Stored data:
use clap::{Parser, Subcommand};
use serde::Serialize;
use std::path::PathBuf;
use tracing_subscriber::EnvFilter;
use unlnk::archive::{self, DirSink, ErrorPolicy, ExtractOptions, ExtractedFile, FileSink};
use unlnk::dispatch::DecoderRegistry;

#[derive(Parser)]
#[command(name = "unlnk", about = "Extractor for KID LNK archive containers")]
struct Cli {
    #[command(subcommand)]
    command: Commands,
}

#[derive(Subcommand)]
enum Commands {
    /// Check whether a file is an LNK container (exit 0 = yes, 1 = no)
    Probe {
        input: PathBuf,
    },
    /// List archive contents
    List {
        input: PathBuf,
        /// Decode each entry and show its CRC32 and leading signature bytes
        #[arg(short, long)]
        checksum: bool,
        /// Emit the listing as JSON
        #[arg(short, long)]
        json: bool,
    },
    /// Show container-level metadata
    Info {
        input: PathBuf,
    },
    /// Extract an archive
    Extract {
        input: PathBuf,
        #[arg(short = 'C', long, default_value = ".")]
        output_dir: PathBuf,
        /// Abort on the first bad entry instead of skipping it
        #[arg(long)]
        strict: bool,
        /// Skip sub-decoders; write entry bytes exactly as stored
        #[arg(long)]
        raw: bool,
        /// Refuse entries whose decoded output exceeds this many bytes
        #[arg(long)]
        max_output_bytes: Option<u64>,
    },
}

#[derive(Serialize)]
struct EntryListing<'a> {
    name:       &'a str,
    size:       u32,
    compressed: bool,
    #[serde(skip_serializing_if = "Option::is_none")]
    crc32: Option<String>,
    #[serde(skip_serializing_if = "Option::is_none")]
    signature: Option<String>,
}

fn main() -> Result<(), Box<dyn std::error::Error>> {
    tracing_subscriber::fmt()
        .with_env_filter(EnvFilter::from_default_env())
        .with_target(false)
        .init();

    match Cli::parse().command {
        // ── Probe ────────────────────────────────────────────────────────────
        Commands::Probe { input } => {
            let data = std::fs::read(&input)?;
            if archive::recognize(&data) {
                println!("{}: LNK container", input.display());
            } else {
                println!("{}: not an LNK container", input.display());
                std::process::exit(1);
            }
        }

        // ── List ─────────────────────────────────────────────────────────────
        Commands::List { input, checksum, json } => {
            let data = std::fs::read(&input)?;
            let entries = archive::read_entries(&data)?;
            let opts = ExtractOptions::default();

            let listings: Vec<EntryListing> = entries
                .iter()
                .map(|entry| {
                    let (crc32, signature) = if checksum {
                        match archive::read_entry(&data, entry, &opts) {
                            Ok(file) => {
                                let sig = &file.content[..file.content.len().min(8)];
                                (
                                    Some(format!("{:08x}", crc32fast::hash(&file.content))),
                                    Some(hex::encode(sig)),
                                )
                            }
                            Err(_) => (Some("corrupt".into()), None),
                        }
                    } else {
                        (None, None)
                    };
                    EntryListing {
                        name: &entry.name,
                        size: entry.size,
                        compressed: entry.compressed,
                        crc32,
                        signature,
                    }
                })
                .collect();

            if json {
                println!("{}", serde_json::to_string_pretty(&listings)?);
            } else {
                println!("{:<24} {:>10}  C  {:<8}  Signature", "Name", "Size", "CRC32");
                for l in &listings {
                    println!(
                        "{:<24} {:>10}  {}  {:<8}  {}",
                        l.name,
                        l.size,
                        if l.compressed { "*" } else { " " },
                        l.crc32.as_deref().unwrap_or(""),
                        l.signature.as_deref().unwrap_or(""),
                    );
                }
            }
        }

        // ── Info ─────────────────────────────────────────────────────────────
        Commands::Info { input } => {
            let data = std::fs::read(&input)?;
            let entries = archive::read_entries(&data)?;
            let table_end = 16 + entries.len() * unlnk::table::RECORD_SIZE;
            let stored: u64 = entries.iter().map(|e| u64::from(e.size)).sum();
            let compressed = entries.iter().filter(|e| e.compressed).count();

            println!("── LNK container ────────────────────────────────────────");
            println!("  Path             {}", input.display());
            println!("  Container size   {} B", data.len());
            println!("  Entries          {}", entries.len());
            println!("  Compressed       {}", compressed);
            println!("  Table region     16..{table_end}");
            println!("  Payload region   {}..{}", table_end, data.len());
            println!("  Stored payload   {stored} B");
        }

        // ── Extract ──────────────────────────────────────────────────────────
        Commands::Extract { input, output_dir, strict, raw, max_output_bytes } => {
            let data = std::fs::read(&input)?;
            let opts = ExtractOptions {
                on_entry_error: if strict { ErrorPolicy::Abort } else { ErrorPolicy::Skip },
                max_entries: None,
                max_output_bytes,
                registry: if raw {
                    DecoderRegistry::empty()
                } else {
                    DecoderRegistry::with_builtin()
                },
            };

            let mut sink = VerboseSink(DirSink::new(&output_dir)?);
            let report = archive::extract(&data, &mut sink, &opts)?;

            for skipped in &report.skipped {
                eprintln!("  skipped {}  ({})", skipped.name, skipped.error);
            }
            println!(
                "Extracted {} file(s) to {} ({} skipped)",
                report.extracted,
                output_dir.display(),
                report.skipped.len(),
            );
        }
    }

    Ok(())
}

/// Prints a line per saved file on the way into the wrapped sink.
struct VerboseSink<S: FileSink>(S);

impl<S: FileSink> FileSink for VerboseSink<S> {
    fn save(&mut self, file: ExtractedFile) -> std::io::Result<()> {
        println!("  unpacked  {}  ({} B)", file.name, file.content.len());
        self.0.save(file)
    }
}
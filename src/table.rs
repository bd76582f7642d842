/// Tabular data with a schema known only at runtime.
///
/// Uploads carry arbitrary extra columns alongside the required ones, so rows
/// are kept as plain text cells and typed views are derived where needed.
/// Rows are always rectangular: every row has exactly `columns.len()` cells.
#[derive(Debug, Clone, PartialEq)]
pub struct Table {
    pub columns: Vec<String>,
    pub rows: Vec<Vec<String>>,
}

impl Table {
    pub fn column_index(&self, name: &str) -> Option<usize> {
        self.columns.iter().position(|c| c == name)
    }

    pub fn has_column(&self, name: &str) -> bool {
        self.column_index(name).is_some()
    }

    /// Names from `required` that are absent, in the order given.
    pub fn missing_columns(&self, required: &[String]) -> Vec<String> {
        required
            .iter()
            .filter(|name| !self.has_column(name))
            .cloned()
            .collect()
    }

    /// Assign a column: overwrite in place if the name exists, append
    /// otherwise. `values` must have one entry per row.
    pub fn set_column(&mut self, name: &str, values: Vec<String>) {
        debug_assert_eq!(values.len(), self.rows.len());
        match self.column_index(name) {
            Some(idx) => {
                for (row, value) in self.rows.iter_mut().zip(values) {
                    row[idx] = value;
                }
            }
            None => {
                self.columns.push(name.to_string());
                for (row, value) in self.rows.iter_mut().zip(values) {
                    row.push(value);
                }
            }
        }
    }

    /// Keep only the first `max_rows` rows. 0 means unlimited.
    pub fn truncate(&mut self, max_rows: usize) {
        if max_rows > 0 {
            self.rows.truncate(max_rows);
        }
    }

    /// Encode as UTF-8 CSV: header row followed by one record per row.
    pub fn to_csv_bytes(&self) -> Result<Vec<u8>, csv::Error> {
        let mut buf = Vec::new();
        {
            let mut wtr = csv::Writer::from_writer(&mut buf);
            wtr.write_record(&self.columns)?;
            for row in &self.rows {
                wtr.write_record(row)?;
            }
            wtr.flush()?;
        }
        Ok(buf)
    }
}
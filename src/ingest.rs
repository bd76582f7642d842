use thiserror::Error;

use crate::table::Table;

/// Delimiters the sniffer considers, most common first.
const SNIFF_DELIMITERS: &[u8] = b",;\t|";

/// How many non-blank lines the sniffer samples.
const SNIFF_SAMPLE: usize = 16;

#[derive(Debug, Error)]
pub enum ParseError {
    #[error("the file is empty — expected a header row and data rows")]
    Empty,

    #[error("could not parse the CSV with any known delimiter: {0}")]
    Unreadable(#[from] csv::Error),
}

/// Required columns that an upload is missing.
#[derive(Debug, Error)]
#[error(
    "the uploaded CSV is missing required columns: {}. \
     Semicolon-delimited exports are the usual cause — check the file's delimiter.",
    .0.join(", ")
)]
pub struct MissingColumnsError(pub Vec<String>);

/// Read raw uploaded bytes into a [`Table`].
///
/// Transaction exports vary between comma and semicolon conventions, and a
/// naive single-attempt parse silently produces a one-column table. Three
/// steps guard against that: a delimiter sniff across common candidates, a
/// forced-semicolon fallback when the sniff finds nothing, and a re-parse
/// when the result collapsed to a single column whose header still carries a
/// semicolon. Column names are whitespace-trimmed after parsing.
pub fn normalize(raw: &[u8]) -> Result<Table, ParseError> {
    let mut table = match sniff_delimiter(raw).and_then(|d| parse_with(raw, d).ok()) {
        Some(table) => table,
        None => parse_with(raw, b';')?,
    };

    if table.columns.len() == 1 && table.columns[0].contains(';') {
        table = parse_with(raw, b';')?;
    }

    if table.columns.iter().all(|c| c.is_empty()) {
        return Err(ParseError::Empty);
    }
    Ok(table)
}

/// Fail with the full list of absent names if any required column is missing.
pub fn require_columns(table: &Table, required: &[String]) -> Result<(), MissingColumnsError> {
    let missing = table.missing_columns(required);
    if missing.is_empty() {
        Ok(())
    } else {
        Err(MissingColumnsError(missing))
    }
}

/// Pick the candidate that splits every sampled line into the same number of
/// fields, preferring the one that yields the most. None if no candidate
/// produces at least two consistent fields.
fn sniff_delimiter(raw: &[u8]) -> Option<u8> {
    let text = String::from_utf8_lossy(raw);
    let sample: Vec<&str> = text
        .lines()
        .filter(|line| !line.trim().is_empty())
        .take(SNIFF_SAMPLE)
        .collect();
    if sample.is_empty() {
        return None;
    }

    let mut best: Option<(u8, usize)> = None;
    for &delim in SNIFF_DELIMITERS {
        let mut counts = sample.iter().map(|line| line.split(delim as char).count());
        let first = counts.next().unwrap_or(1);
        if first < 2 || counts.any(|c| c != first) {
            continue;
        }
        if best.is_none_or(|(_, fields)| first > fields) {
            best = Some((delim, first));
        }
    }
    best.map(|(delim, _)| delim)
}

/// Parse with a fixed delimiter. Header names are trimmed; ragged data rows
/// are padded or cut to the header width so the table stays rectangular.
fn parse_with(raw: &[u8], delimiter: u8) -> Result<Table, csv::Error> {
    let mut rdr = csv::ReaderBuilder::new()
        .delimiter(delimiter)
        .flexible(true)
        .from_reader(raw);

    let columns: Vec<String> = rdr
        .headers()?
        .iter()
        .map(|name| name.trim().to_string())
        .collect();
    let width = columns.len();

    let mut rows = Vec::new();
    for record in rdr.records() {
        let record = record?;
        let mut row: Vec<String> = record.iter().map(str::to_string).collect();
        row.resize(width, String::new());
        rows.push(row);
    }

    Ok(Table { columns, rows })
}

## ACTIVITY
The job here is to find each line above with the word "DecoderRegistry" and copy it.

## SOLUTION
use unlnk::dispatch::DecoderRegistry;
                    DecoderRegistry::empty()
                    DecoderRegistry::with_builtin()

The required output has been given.